Pub Date: March 17th, 2005
ISBN: 0-399-15248-2
Publisher: Putnam

A taut, swiftly paced thriller in which a presumed terrorist bomber turns out to be a cagey serial killer.

Screenwriter Frost (Twin Peaks, The X-Files) makes an assured debut, working familiar terrain (LA, hard-bitten cops, psychopaths) and coming up with a fresh take that mercifully weighs in at little over 300 pages—publishers, please note! In what looks like the start of a series (the cagey and unnerving villain remains footloose at fadeout), Frost works with LA homicide detective Alex Delillo, tough, thorough, and troubled. The latter condition springs largely from Delillo’s turbulent relationship with her teenaged daughter Lacy, and therein begins the plot. A contender for Rose Bowl Queen, Lacy disrupts a final judging session with a raucous protest against environmental pollution.
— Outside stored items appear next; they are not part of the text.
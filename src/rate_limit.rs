//! Fixed-window rate limiting.
//!
//! - [`RateLimiter`]: one named, independent counter store (`login`, `redeem`, ...).
//! - [`RateLimitLayer`]: tower middleware that rejects over-quota requests with `429`.
//! - [`KeyExtractor`]: how a request maps to a counter key.
//!
//! # Window semantics
//!
//! The first hit for a key (or the first hit at or after `window_reset_at`) opens a new
//! window: `count = 1`, `window_reset_at = now + window`. Later hits only increment `count`;
//! the reset point never moves. Counting continues past the limit, so callers must compare
//! `count` with the limit rather than trust a single boolean. Because the window is fixed,
//! up to `2 * max_requests` calls can land around a window boundary.
//!
//! ```rust
//! use portcullis::RateLimiter;
//! use std::time::Duration;
//!
//! let limiter = RateLimiter::new("login", 5, Duration::from_secs(900)).unwrap();
//! for _ in 0..5 {
//!     assert!(limiter.check("1.2.3.4").allowed);
//! }
//! let sixth = limiter.check("1.2.3.4");
//! assert!(!sixth.allowed);
//! assert_eq!(sixth.remaining, 0);
//! ```

use crate::adaptive::DynamicConfig;
use crate::clock::{Clock, SystemClock};
use crate::error::{ceil_secs, BuildError};
use crate::sweep::Sweep;
use std::sync::Arc;
use std::time::Duration;

pub mod key;
pub mod middleware;
pub mod store;

pub use key::{ForwardedFor, HeaderKey, KeyExtractor, UNKNOWN_CLIENT};
pub use middleware::{apply_quota_headers, QuotaRejection, RateLimitLayer, RateLimitService};
use store::WindowStore;

/// Message used when a limiter is not given its own.
pub const DEFAULT_REJECTION_MESSAGE: &str = "Too many requests, please try again later.";

/// Counter state for one key.
#[derive(Debug, Clone, Copy, PartialEq, Eq)]
pub struct RateLimitEntry {
    /// Hits observed in the current window, including ones past the limit.
    pub count: u32,
    /// Epoch millis at which the current window closes.
    pub window_reset_at: u64,
}

/// Outcome of a quota check, computed from post-increment state.
#[derive(Debug, Clone, Copy, PartialEq, Eq)]
pub struct RateLimitStatus {
    pub allowed: bool,
    pub limit: u32,
    pub remaining: u32,
    /// Epoch millis at which the window resets.
    pub reset_at: u64,
}

impl RateLimitStatus {
    fn from_entry(entry: RateLimitEntry, limit: u32) -> Self {
        Self {
            allowed: entry.count <= limit,
            limit,
            remaining: limit.saturating_sub(entry.count),
            reset_at: entry.window_reset_at,
        }
    }

    /// Time left until the window resets.
    pub fn retry_after(&self, now_millis: u64) -> Duration {
        Duration::from_millis(self.reset_at.saturating_sub(now_millis))
    }

    /// `ceil((reset_at - now) / 1000)`, the `Retry-After` value.
    pub fn retry_after_secs(&self, now_millis: u64) -> u64 {
        ceil_secs(self.retry_after(now_millis))
    }

    /// Reset instant in epoch seconds, rounded up, the `X-RateLimit-Reset` value.
    pub fn reset_epoch_secs(&self) -> u64 {
        self.reset_at.div_ceil(1000)
    }
}

/// Validated limiter settings.
#[derive(Debug, Clone, PartialEq, Eq)]
pub struct RateLimitConfig {
    max_requests: u32,
    window: Duration,
    message: String,
}

impl RateLimitConfig {
    pub fn new(max_requests: u32, window: Duration) -> Result<Self, BuildError> {
        if max_requests == 0 {
            return Err(BuildError::ZeroMaxRequests);
        }
        if window.is_zero() {
            return Err(BuildError::ZeroWindow);
        }
        Ok(Self { max_requests, window, message: DEFAULT_REJECTION_MESSAGE.to_string() })
    }

    /// Compile-time shapes only; both values must be non-zero.
    pub(crate) fn preset(max_requests: u32, window: Duration, message: &str) -> Self {
        debug_assert!(max_requests > 0 && !window.is_zero());
        Self { max_requests, window, message: message.to_string() }
    }

    /// Human-readable message returned with rejections.
    pub fn with_message(mut self, message: impl Into<String>) -> Self {
        self.message = message.into();
        self
    }

    pub fn max_requests(&self) -> u32 {
        self.max_requests
    }

    pub fn window(&self) -> Duration {
        self.window
    }

    pub fn message(&self) -> &str {
        &self.message
    }
}

/// A named fixed-window counter store.
///
/// Distinct instances never share counters, even for the same key. Wrap in `Arc` to share
/// between the middleware, the sweeper, and application code.
#[derive(Debug)]
pub struct RateLimiter {
    name: String,
    limit: DynamicConfig<u32>,
    window: Duration,
    message: String,
    store: WindowStore,
    clock: Arc<dyn Clock>,
}

impl RateLimiter {
    /// Create a limiter using the system clock.
    pub fn new(
        name: impl Into<String>,
        max_requests: u32,
        window: Duration,
    ) -> Result<Self, BuildError> {
        Ok(Self::from_config(name, RateLimitConfig::new(max_requests, window)?))
    }

    /// Create a limiter from validated settings.
    pub fn from_config(name: impl Into<String>, config: RateLimitConfig) -> Self {
        Self {
            name: name.into(),
            limit: DynamicConfig::new(config.max_requests),
            window: config.window,
            message: config.message,
            store: WindowStore::default(),
            clock: Arc::new(SystemClock),
        }
    }

    /// Override the clock (deterministic tests, simulations).
    pub fn with_clock<C: Clock + 'static>(mut self, clock: C) -> Self {
        self.clock = Arc::new(clock);
        self
    }

    /// Count one hit for `key` against an explicit window.
    pub fn increment(&self, key: &str, window: Duration) -> RateLimitEntry {
        self.store.increment(key, self.clock.now_millis(), window)
    }

    /// Count one hit for `key` against this limiter's window and evaluate it.
    pub fn check(&self, key: &str) -> RateLimitStatus {
        let entry = self.increment(key, self.window);
        let status = RateLimitStatus::from_entry(entry, self.max_requests());
        if !status.allowed {
            tracing::warn!(
                limiter = %self.name,
                key,
                count = entry.count,
                limit = status.limit,
                "rate limit exceeded"
            );
        }
        status
    }

    /// Like [`check`](Self::check), but shaped for early return.
    pub fn admit(&self, key: &str) -> Result<RateLimitStatus, QuotaRejection> {
        let status = self.check(key);
        if status.allowed {
            Ok(status)
        } else {
            Err(QuotaRejection::new(status, self.clock.now_millis(), self.message.clone()))
        }
    }

    /// Current status for `key` without counting a hit.
    pub fn peek(&self, key: &str) -> RateLimitStatus {
        let now = self.clock.now_millis();
        let limit = self.max_requests();
        match self.store.get(key) {
            Some(entry) if now < entry.window_reset_at => RateLimitStatus::from_entry(entry, limit),
            _ => RateLimitStatus {
                allowed: true,
                limit,
                remaining: limit,
                reset_at: now.saturating_add(duration_millis(self.window)),
            },
        }
    }

    /// Forget `key`'s window. Returns whether an entry existed.
    pub fn reset(&self, key: &str) -> bool {
        self.store.remove(key)
    }

    pub fn name(&self) -> &str {
        &self.name
    }

    pub fn max_requests(&self) -> u32 {
        *self.limit.get()
    }

    pub fn window(&self) -> Duration {
        self.window
    }

    pub fn message(&self) -> &str {
        &self.message
    }

    /// Change the limit; applies from the next check. Zero is clamped to one.
    pub fn set_max_requests(&self, max_requests: u32) {
        self.limit.set(max_requests.max(1));
    }

    /// Shared handle to the live limit.
    pub fn limit_handle(&self) -> DynamicConfig<u32> {
        self.limit.clone()
    }

    /// Number of tracked keys (expired ones included until swept).
    pub fn len(&self) -> usize {
        self.store.len()
    }

    pub fn is_empty(&self) -> bool {
        self.len() == 0
    }

    pub(crate) fn now_millis(&self) -> u64 {
        self.clock.now_millis()
    }
}

impl Sweep for RateLimiter {
    fn sweep(&self) -> usize {
        self.store.sweep(self.clock.now_millis())
    }

    fn label(&self) -> &str {
        &self.name
    }
}

pub(crate) fn duration_millis(d: Duration) -> u64 {
    u64::try_from(d.as_millis()).unwrap_or(u64::MAX)
}
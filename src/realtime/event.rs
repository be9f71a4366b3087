use serde::{Deserialize, Serialize};

/// Kind of a pushed queue event, `type` on the wire.
#[derive(Debug, Clone, Copy, PartialEq, Eq, Hash, Serialize, Deserialize)]
#[serde(rename_all = "snake_case")]
pub enum EventKind {
    QueueUpdate,
    SwitchCompleted,
    SwitchFailed,
    QueueStatus,
    Heartbeat,
    Pong,
}

/// Event time as sent by the server: epoch millis or an RFC 3339 string.
#[derive(Debug, Clone, PartialEq, Eq, Serialize, Deserialize)]
#[serde(untagged)]
pub enum EventTimestamp {
    Millis(u64),
    Text(String),
}

/// One inbound frame.
#[derive(Debug, Clone, PartialEq, Eq, Serialize, Deserialize)]
#[serde(rename_all = "camelCase")]
pub struct QueueUpdateEvent {
    #[serde(rename = "type")]
    pub kind: EventKind,
    #[serde(default, skip_serializing_if = "Option::is_none")]
    pub request_id: Option<i64>,
    #[serde(default, skip_serializing_if = "Option::is_none")]
    pub status: Option<String>,
    #[serde(default, skip_serializing_if = "Option::is_none")]
    pub message: Option<String>,
    #[serde(default, skip_serializing_if = "Option::is_none")]
    pub pending_count: Option<u32>,
    #[serde(default, skip_serializing_if = "Option::is_none")]
    pub email: Option<String>,
    #[serde(default, skip_serializing_if = "Option::is_none")]
    pub timestamp: Option<EventTimestamp>,
}

impl QueueUpdateEvent {
    /// A bare event of `kind` with every optional field empty.
    pub fn new(kind: EventKind) -> Self {
        Self {
            kind,
            request_id: None,
            status: None,
            message: None,
            pending_count: None,
            email: None,
            timestamp: None,
        }
    }

    /// `queue_status` carrying the server's pending count.
    pub fn queue_status(pending_count: u32) -> Self {
        Self { pending_count: Some(pending_count), ..Self::new(EventKind::QueueStatus) }
    }

    pub fn parse(frame: &str) -> Result<Self, ParseError> {
        Ok(serde_json::from_str(frame)?)
    }

    pub fn to_json(&self) -> String {
        // a struct of strings and integers always serializes
        serde_json::to_string(self).unwrap_or_default()
    }
}

/// An inbound frame that is not a valid [`QueueUpdateEvent`]. Logged and dropped.
#[derive(Debug, thiserror::Error)]
#[error("malformed queue event: {0}")]
pub struct ParseError(#[from] serde_json::Error);

#[cfg(test)]
mod tests {
    use super::*;

    #[test]
    fn parses_camel_case_frame() {
        let frame = r#"{"type":"switch_completed","requestId":42,"status":"done",
            "email":"e@x.com","timestamp":"2026-10-18T09:00:00Z"}"#;
        let event = QueueUpdateEvent::parse(frame).unwrap();
        assert_eq!(event.kind, EventKind::SwitchCompleted);
        assert_eq!(event.request_id, Some(42));
        assert_eq!(event.email.as_deref(), Some("e@x.com"));
        assert_eq!(event.timestamp, Some(EventTimestamp::Text("2026-10-18T09:00:00Z".into())));
    }

    #[test]
    fn numeric_timestamp_and_pending_count() {
        let event =
            QueueUpdateEvent::parse(r#"{"type":"queue_status","pendingCount":7,"timestamp":1700000000000}"#)
                .unwrap();
        assert_eq!(event.pending_count, Some(7));
        assert_eq!(event.timestamp, Some(EventTimestamp::Millis(1_700_000_000_000)));
    }

    #[test]
    fn rejects_unknown_type_and_garbage() {
        assert!(QueueUpdateEvent::parse(r#"{"type":"reboot"}"#).is_err());
        assert!(QueueUpdateEvent::parse("not json").is_err());
        assert!(QueueUpdateEvent::parse(r#"{"requestId":1}"#).is_err());
    }

    #[test]
    fn serializes_only_present_fields() {
        assert_eq!(QueueUpdateEvent::queue_status(3).to_json(), r#"{"type":"queue_status","pendingCount":3}"#);
    }
}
Before Alex can deal with the uproar, she’s got to deal with the murder of a florist. That investigation sends her to a house wired with a sophisticated explosive that detonates, knocking Delillo’s partner out of the chase. Now she pairs with Dr. Dylan Harrison, whose keen knowledge of explosives leads him to suggest a terrorist may have targeted the Rose Bowl parade. Then, just when it seems the narrative will become Black Sunday with a ho-hum 9/11 spin, Frost works a twist: new evidence suggests the culprit is not a terrorist but a serial killer, who ups the suspense quotient by kidnapping Lacy. This turn puts Delillo on the high wire, balancing her need to solve the case and keep her daughter alive. The killer’s demands draw the lieutenant into some scenes a latter-day Hitchcock would love to film, most notably the finale in which the madman forces Delillo to don a jacket loaded with explosives he may detonate at the famed New Year’s Day parade.

Frost proves that even in the crowded noir field, there’s still room for another canny plotter.